• **WORK ITEM**:
In the entries below, count every line containing "AppResult". Reply with the number alone.

• **AVAILABLE RECORDS**:
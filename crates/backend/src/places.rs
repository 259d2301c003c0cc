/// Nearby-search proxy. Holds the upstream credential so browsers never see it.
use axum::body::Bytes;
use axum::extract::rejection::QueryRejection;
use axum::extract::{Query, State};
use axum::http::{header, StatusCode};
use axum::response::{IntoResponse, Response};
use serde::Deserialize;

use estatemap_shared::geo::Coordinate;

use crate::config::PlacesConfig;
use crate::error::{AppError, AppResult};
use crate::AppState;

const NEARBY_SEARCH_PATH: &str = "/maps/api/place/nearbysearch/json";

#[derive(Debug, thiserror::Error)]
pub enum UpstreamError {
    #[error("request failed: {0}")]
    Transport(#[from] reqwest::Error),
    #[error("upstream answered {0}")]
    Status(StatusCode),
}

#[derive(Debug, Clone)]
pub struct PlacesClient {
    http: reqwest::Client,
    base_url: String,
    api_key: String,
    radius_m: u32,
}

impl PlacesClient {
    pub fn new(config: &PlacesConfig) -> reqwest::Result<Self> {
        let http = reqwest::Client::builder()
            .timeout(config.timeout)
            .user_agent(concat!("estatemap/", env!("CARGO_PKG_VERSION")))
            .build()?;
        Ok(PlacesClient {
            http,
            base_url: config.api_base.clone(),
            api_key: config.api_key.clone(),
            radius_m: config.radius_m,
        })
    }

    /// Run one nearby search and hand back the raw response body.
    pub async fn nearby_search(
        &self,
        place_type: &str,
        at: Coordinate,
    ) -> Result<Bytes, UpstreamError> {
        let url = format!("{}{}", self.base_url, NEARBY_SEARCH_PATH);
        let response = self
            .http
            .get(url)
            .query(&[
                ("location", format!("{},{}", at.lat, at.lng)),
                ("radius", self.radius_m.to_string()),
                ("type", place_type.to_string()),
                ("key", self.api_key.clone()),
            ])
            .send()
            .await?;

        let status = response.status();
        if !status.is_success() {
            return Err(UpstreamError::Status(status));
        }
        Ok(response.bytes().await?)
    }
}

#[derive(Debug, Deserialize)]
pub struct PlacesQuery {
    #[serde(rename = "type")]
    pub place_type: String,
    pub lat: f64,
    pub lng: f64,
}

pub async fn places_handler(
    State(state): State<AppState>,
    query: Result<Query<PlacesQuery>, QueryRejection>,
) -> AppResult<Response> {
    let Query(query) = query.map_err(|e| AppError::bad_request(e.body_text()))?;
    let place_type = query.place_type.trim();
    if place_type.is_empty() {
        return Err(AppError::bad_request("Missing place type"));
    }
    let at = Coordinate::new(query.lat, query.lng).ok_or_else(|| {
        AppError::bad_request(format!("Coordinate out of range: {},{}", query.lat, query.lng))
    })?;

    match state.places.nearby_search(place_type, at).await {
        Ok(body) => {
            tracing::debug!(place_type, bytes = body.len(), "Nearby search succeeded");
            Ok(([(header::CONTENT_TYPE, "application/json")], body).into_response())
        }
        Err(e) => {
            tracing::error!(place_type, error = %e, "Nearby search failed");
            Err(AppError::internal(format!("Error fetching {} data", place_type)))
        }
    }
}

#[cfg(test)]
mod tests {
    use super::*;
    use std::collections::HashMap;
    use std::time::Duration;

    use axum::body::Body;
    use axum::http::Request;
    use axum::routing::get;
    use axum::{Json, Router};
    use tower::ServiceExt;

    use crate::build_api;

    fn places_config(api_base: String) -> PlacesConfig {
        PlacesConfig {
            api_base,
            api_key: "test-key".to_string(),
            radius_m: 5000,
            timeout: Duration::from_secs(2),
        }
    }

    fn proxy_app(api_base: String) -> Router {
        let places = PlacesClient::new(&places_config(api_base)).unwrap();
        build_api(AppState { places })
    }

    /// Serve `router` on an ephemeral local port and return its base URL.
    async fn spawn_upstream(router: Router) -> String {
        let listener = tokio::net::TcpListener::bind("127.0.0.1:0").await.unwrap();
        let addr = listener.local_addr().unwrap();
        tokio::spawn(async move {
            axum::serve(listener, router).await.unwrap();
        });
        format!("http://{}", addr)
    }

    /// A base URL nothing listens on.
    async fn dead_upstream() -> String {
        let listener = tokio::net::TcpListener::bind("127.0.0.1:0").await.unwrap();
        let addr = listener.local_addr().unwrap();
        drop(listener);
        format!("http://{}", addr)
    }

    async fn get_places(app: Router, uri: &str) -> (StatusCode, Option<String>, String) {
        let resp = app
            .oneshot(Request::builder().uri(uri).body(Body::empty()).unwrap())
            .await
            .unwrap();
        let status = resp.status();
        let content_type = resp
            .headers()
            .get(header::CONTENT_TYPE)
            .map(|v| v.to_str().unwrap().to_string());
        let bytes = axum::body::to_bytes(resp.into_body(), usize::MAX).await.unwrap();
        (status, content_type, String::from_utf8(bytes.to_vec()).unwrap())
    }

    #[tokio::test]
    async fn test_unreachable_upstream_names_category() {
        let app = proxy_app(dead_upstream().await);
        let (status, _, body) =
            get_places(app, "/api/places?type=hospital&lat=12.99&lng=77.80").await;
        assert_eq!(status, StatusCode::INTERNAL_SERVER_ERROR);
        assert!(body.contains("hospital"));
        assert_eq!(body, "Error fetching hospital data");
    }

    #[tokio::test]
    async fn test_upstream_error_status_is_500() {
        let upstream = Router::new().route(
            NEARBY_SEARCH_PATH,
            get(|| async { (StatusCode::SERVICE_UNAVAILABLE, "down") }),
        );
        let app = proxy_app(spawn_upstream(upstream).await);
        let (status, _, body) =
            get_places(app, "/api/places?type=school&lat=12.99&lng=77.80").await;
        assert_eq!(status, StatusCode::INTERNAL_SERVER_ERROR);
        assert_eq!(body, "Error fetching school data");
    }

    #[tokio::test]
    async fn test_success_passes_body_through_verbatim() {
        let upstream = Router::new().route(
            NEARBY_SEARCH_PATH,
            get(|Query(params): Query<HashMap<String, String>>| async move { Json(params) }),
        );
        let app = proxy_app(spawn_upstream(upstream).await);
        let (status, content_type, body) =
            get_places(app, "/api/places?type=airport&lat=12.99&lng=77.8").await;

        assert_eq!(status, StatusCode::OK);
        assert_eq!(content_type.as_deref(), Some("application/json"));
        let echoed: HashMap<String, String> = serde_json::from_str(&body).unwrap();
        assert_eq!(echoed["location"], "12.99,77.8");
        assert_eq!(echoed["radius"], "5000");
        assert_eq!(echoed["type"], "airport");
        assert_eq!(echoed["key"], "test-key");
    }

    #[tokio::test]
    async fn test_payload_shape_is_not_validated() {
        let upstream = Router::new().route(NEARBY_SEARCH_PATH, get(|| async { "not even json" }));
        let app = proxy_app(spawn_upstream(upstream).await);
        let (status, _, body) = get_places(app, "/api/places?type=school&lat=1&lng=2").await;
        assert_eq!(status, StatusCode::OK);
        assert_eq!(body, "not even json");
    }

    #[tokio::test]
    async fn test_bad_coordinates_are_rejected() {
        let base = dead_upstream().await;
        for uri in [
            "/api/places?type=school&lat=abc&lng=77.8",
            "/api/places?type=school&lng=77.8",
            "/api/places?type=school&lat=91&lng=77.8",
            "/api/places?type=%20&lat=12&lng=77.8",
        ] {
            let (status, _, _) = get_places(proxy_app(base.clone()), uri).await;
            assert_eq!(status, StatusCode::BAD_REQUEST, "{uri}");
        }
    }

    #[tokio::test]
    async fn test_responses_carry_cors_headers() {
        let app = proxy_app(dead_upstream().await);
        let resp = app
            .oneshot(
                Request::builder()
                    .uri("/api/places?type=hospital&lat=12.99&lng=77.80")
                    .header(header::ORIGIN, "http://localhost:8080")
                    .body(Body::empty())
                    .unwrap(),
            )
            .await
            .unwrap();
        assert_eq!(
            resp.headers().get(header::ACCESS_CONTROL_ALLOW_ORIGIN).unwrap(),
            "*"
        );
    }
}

• **ANSWER TO THE EXERCISE**:
2